Können Aspekte der Nachahmung, der Mimesis, mit Hilfe der
Bildähnlichkeitssuche neu gesehen werden? Welche Methoden des Vergleichens
bieten sich? Verändern sich Untersuchungsergebnisse durch die Kombination von
inhaltsbasierter Analyse und stichwortbasierter Suche?
Professur für CAAD, D-ARCH, ETH Zürich, Hochschule für Gestaltung und Kunst Zürich
<6> In diesem zweiten Projekt sollen computergestützte
Instrumentarien für das Fach Kunst- und Architekturgeschichte entwickelt
werden.

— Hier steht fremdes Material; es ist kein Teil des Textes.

//! CRUD endpoints for the game catalog.
use axum::{
    Extension, Json,
    body::Bytes,
    extract::Path,
    http::StatusCode,
};
use serde::{Deserialize, Serialize};
use serde_json::Number;
use tracing::info;

use super::users::update_rejection;
use super::{Created, Message};
use crate::SharedState;
use crate::db::Store;
use crate::db::game_repo::{Game, GameChanges, NewGame};
use crate::error::AppError;
use crate::validation::{self, ValidationError, nullable};

pub const NOT_FOUND: &str = "Juego no encontrado";
const MISSING_FIELDS: &str = "Nombre y desarrollador son requeridos";

/// Wire representation of a game.
#[derive(Debug, Serialize)]
#[serde(rename_all = "camelCase")]
pub struct GameDto {
    pub id: String,
    pub name: String,
    pub developer: String,
    pub image_link: Option<String>,
    pub description: Option<String>,
    pub price: f64,
    pub units_in_stock: Number,
    pub platforms: Vec<String>,
    pub release_date: Option<String>,
    pub media_carousel: Vec<String>,
}

impl From<Game> for GameDto {
    fn from(game: Game) -> Self {
        Self {
            id: game.id.to_string(),
            name: game.name,
            developer: game.developer,
            image_link: game.image_link,
            description: game.description,
            price: game.price,
            units_in_stock: game.units_in_stock,
            platforms: game.platforms,
            release_date: game.release_date,
            media_carousel: game.media_carousel,
        }
    }
}

#[derive(Deserialize)]
#[serde(rename_all = "camelCase")]
pub struct CreateGameRequest {
    pub name: Option<String>,
    pub developer: Option<String>,
    pub image_link: Option<String>,
    pub description: Option<String>,
    pub price: Option<f64>,
    pub units_in_stock: Option<Number>,
    pub platforms: Option<Vec<String>>,
    pub release_date: Option<String>,
    pub media_carousel: Option<Vec<String>>,
}

/// Fields left out keep their stored value. The free-text fields also accept
/// `null`, which clears them.
#[derive(Deserialize)]
#[serde(rename_all = "camelCase")]
pub struct UpdateGameRequest {
    pub name: Option<String>,
    pub developer: Option<String>,
    #[serde(default, deserialize_with = "nullable")]
    pub image_link: Option<Option<String>>,
    #[serde(default, deserialize_with = "nullable")]
    pub description: Option<Option<String>>,
    pub price: Option<f64>,
    pub units_in_stock: Option<Number>,
    pub platforms: Option<Vec<String>>,
    #[serde(default, deserialize_with = "nullable")]
    pub release_date: Option<Option<String>>,
    pub media_carousel: Option<Vec<String>>,
}

impl From<UpdateGameRequest> for GameChanges {
    fn from(req: UpdateGameRequest) -> Self {
        Self {
            name: req.name,
            developer: req.developer,
            image_link: req.image_link,
            description: req.description,
            price: req.price,
            units_in_stock: req.units_in_stock,
            platforms: req.platforms,
            release_date: req.release_date,
            media_carousel: req.media_carousel,
        }
    }
}

/// Resolve a raw path id to a stored game, or 404.
pub(crate) async fn find_game_or_404(store: &dyn Store, raw_id: &str) -> Result<Game, AppError> {
    let Some(id) = validation::parse_id(raw_id) else {
        return Err(AppError::not_found(NOT_FOUND));
    };
    store
        .find_game(id)
        .await?
        .ok_or_else(|| AppError::not_found(NOT_FOUND))
}

// GET /games
pub async fn list_games(
    Extension(state): Extension<SharedState>,
) -> Result<Json<Vec<GameDto>>, AppError> {
    let games = state.store.list_games().await?;
    Ok(Json(games.into_iter().map(GameDto::from).collect()))
}

// GET /games/{id}
pub async fn get_game(
    Extension(state): Extension<SharedState>,
    Path(id): Path<String>,
) -> Result<Json<GameDto>, AppError> {
    let game = find_game_or_404(state.store.as_ref(), &id).await?;
    Ok(Json(game.into()))
}

// POST /games
pub async fn create_game(
    Extension(state): Extension<SharedState>,
    body: Bytes,
) -> Result<(StatusCode, Json<Created>), AppError> {
    let req: CreateGameRequest = validation::parse_payload(&body).map_err(|err| match err {
        ValidationError::EmptyBody => AppError::bad_request(MISSING_FIELDS),
        other => AppError::bad_request(other.to_string()),
    })?;

    let (Some(name), Some(developer)) = (
        validation::required_text(req.name),
        validation::required_text(req.developer),
    ) else {
        return Err(AppError::bad_request(MISSING_FIELDS));
    };

    let id = state
        .store
        .insert_game(&NewGame {
            name,
            developer,
            image_link: req.image_link,
            description: req.description,
            price: req.price.unwrap_or(0.0),
            units_in_stock: req.units_in_stock.unwrap_or_else(|| Number::from(0)),
            platforms: req.platforms.unwrap_or_default(),
            release_date: req.release_date,
            media_carousel: req.media_carousel.unwrap_or_default(),
        })
        .await?;
    info!(game_id = id, "game created");

    Ok((
        StatusCode::CREATED,
        Json(Created {
            mensaje: "Juego creado",
            id: id.to_string(),
        }),
    ))
}

// PUT /games/{id}
pub async fn update_game(
    Extension(state): Extension<SharedState>,
    Path(id): Path<String>,
    body: Bytes,
) -> Result<Json<Message>, AppError> {
    let fields = validation::parse_object(&body).map_err(update_rejection)?;
    let game = find_game_or_404(state.store.as_ref(), &id).await?;
    let req: UpdateGameRequest = validation::decode_object(fields).map_err(update_rejection)?;

    state.store.update_game(game.id, &GameChanges::from(req)).await?;
    info!(game_id = game.id, "game updated");

    Ok(Json(Message::new("Juego actualizado")))
}

// DELETE /games/{id}
pub async fn delete_game(
    Extension(state): Extension<SharedState>,
    Path(id): Path<String>,
) -> Result<Json<Message>, AppError> {
    let game = find_game_or_404(state.store.as_ref(), &id).await?;
    if !state.store.delete_game(game.id).await? {
        return Err(AppError::not_found(NOT_FOUND));
    }
    // favorites lists keep dangling references; readers skip them
    info!(game_id = game.id, "game deleted");

    Ok(Json(Message::new("Juego eliminado")))
}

Hierfür werden Arbeitsschritte und Methoden der Kunstwissenschaft sowie
die Werkzeuge aus der Informationstechnik gesichtet und miteinander verglichen.

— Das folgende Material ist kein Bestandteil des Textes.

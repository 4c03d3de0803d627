//! Repository functions for manipulating rows in the `users` table.
use sqlx::{QueryBuilder, Row, Sqlite, SqlitePool, sqlite::SqliteRow};

use super::json_list;

/// Application-level representation of a stored user.
#[derive(Debug, Clone, PartialEq)]
pub struct User {
    pub id: i64,
    pub name: String,
    pub password: String,
    pub favorites: Vec<String>,
}

/// Column values for a user that has not been assigned an id yet.
#[derive(Debug, Clone)]
pub struct NewUser {
    pub name: String,
    pub password: String,
    pub favorites: Vec<String>,
}

/// Columns to overwrite on an existing user; `None` keeps the stored value.
#[derive(Debug, Clone, Default)]
pub struct UserChanges {
    pub name: Option<String>,
    pub password: Option<String>,
    pub favorites: Option<Vec<String>>,
}

impl UserChanges {
    pub fn is_empty(&self) -> bool {
        self.name.is_none() && self.password.is_none() && self.favorites.is_none()
    }

    pub fn apply(&self, user: &mut User) {
        if let Some(name) = &self.name {
            user.name = name.clone();
        }
        if let Some(password) = &self.password {
            user.password = password.clone();
        }
        if let Some(favorites) = &self.favorites {
            user.favorites = favorites.clone();
        }
    }
}

fn from_row(row: &SqliteRow) -> sqlx::Result<User> {
    let favorites: Option<String> = row.try_get("favorites")?;
    Ok(User {
        id: row.try_get("id")?,
        name: row.try_get("name")?,
        password: row.try_get("password")?,
        favorites: json_list::decode(favorites.as_deref()),
    })
}

pub async fn list(db: &SqlitePool) -> sqlx::Result<Vec<User>> {
    let rows = sqlx::query("SELECT id, name, password, favorites FROM users ORDER BY id")
        .fetch_all(db)
        .await?;
    rows.iter().map(from_row).collect()
}

pub async fn find_by_id(db: &SqlitePool, id: i64) -> sqlx::Result<Option<User>> {
    let row = sqlx::query("SELECT id, name, password, favorites FROM users WHERE id = ?")
        .bind(id)
        .fetch_optional(db)
        .await?;

    let Some(row) = row else {
        return Ok(None);
    };

    from_row(&row).map(Some)
}

pub async fn insert(db: &SqlitePool, user: &NewUser) -> sqlx::Result<i64> {
    let res = sqlx::query("INSERT INTO users (name, password, favorites) VALUES (?, ?, ?)")
        .bind(&user.name)
        .bind(&user.password)
        .bind(json_list::encode(&user.favorites))
        .execute(db)
        .await?;

    Ok(res.last_insert_rowid())
}

/// Write only the supplied columns; untouched columns keep their stored text.
pub async fn update(db: &SqlitePool, id: i64, changes: &UserChanges) -> sqlx::Result<()> {
    if changes.is_empty() {
        return Ok(());
    }

    let mut query: QueryBuilder<Sqlite> = QueryBuilder::new("UPDATE users SET ");
    let mut columns = query.separated(", ");
    if let Some(name) = &changes.name {
        columns.push("name = ");
        columns.push_bind_unseparated(name.clone());
    }
    if let Some(password) = &changes.password {
        columns.push("password = ");
        columns.push_bind_unseparated(password.clone());
    }
    if let Some(favorites) = &changes.favorites {
        columns.push("favorites = ");
        columns.push_bind_unseparated(json_list::encode(favorites));
    }
    query.push(" WHERE id = ");
    query.push_bind(id);

    query.build().execute(db).await?;
    Ok(())
}

/// Replace only the favorites column.
pub async fn set_favorites(db: &SqlitePool, user_id: i64, favorites: &[String]) -> sqlx::Result<()> {
    sqlx::query("UPDATE users SET favorites = ? WHERE id = ?")
        .bind(json_list::encode(favorites))
        .bind(user_id)
        .execute(db)
        .await?;

    Ok(())
}

pub async fn delete(db: &SqlitePool, id: i64) -> sqlx::Result<bool> {
    let res = sqlx::query("DELETE FROM users WHERE id = ?")
        .bind(id)
        .execute(db)
        .await?;

    Ok(res.rows_affected() > 0)
}
//! Crate entrypoint wiring together configuration, storage, and the HTTP API.

pub mod api;
pub mod config;
pub mod db;
pub mod error;
pub mod validation;

use db::Store;

use std::sync::Arc;

/// Complete application dependencies shared across handlers.
pub struct AppState {
    pub store: Arc<dyn Store>,
}

impl AppState {
    pub fn new(store: impl Store + 'static) -> Self {
        Self {
            store: Arc::new(store),
        }
    }
}

/// Arc-wrapped version of `AppState` passed into Axum extensions.
pub type SharedState = Arc<AppState>;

Aus der Perspektive des jeweils anderen Faches soll nach gemeinsamen neuen
Anwendungsfeldern gefragt werden. Beginnend bei statistischen, quantitativen
Beschreibungsverfahren gelangt man zu Analysewerkzeugen mit qualitativ wertender
Absicht. Hierbei stellt sich die Frage, inwiefern computerbasierte Anwendungen
für die inhaltlichen Fragestellungen der Kunst- und Architekturgeschichte
nutzbar gemacht werden können bzw. umgekehrt, ob Methoden der Kunst- und
Architekturgeschichte Ausgangspunkte für Entwicklungen im Bereich der
Informationstechnik bieten können.
<7> Als Experimentier- und
Anwendungsfeld computergestützter Kunst- und Architekturgeschichte dienen
gegenwärtig zwei Lehrveranstaltungen. Bei diesen werden Fragestellungen
erprobt, die vor allem das Verhältnis zwischen Analyse und Darstellung
thematisieren.
<8>
re>>play haus melnikow
Das Diplomwahlfach re>>play fokussiert
Höhepunkte der Architektur- und Mediengeschichte. Die TeilnehmerInnen
recherchieren und analysieren historisches Material und lernen, es mit digitalen
Werkzeugen für den Bildschirm und für interaktive Raumprojektionen wiederzubeleben. Das Experiment mit multimedialen Darstellungsmöglichkeiten steht im
Mittelpunkt. <9> Der inhaltliche Schwerpunkt des WS 2002/03 ist das
Atelierhaus von Konstantin Melnikow. Es stellte 1927 ein Einzelwerk innerhalb
der Moskauer Avantgarde dar. Formal einzigartig besteht es aus zwei ineinander
geschobenen, von wabenförmigen Fenstern überzogenen Zylindern. Im Rahmen von
‚re>>play haus melnikow’ werden die formalen und ästhetischen Aspekte
des Künstlerhauses untersucht und anschließend als großformatiger
interaktiver Bildraum dargestellt.
<10>
Pavillons: AnalyseDigital
Der Pavillon spielt spätestens seit dem 20. Jahrhundert als programmatische
Manifestation innovativer Raum-, Konstruktions- und Entwurfskonzepte eine
bedeutende Rolle. Im Rahmen einer dreiwöchigen Blockveranstaltung werden das
konstruktive und das fließende Prinzip als die beiden formalen Haupttendenzen
der Pavillon-Architektur thematisiert. Ausgangsbeispiele sind der Russische
Pavillon von Konstantin Melnikow (Paris 1925) und Friedrich Kieslers Konzept des
‚Endless House’ (1952). Zu diesen und weiteren ausgewählten Repräsentanten
innovativer Pavillonarchitektur werden unter Anwendung kunsthistorischer
Methodiken digitale Analysen erstellt und die Ergebnisse online präsentiert.